# WHAT YOU SHOULD DO
A single number is the answer here: how many lines below include "push"?

# INPUT DATA
*** Begin section ***
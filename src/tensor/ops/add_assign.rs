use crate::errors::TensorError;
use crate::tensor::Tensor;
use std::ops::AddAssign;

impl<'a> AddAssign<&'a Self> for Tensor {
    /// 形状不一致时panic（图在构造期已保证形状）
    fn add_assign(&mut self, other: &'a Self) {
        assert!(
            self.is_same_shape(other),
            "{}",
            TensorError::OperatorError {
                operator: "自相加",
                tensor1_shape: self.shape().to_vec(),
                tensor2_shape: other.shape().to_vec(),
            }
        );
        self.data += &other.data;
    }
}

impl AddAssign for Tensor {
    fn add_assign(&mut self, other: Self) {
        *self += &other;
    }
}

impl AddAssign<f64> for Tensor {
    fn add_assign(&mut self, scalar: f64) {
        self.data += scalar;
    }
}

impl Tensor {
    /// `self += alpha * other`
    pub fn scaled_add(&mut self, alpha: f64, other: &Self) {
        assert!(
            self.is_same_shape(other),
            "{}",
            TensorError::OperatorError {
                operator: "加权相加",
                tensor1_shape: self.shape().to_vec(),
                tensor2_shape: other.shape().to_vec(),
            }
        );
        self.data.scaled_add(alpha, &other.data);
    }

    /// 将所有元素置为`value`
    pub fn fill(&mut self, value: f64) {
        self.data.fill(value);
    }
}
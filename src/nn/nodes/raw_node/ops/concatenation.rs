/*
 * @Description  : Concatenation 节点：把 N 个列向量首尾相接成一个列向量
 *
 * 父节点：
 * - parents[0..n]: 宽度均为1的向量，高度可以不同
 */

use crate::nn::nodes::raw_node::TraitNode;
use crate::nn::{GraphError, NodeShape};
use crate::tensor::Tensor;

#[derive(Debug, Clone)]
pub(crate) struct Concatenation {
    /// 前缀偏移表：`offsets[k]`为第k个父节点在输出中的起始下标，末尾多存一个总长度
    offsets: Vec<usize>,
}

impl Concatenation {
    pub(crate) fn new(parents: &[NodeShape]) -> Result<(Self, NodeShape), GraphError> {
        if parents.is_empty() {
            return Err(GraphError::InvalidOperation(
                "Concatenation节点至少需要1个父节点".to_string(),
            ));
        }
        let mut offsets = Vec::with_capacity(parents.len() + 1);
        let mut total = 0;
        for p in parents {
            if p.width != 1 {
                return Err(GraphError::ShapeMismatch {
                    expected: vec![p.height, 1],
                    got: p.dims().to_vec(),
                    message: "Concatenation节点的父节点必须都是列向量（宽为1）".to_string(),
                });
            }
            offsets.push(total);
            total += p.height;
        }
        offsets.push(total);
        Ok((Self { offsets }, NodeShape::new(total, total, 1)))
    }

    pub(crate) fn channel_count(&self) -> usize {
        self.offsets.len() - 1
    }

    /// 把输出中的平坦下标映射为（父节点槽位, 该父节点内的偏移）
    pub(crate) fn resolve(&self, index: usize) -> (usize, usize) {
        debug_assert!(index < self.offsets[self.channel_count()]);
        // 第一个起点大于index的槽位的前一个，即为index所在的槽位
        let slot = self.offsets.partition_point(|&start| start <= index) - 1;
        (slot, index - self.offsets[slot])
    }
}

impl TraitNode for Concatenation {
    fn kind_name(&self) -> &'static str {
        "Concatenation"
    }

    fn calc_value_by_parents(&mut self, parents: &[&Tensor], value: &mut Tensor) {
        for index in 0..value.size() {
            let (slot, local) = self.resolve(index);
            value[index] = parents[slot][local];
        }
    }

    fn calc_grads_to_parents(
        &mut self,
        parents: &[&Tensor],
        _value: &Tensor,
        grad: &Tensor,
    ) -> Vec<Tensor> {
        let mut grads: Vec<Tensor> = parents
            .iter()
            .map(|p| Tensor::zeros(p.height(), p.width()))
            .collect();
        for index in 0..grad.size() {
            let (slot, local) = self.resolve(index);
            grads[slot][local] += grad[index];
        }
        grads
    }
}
*** End section ***
# EXERCISE RESPONSE
2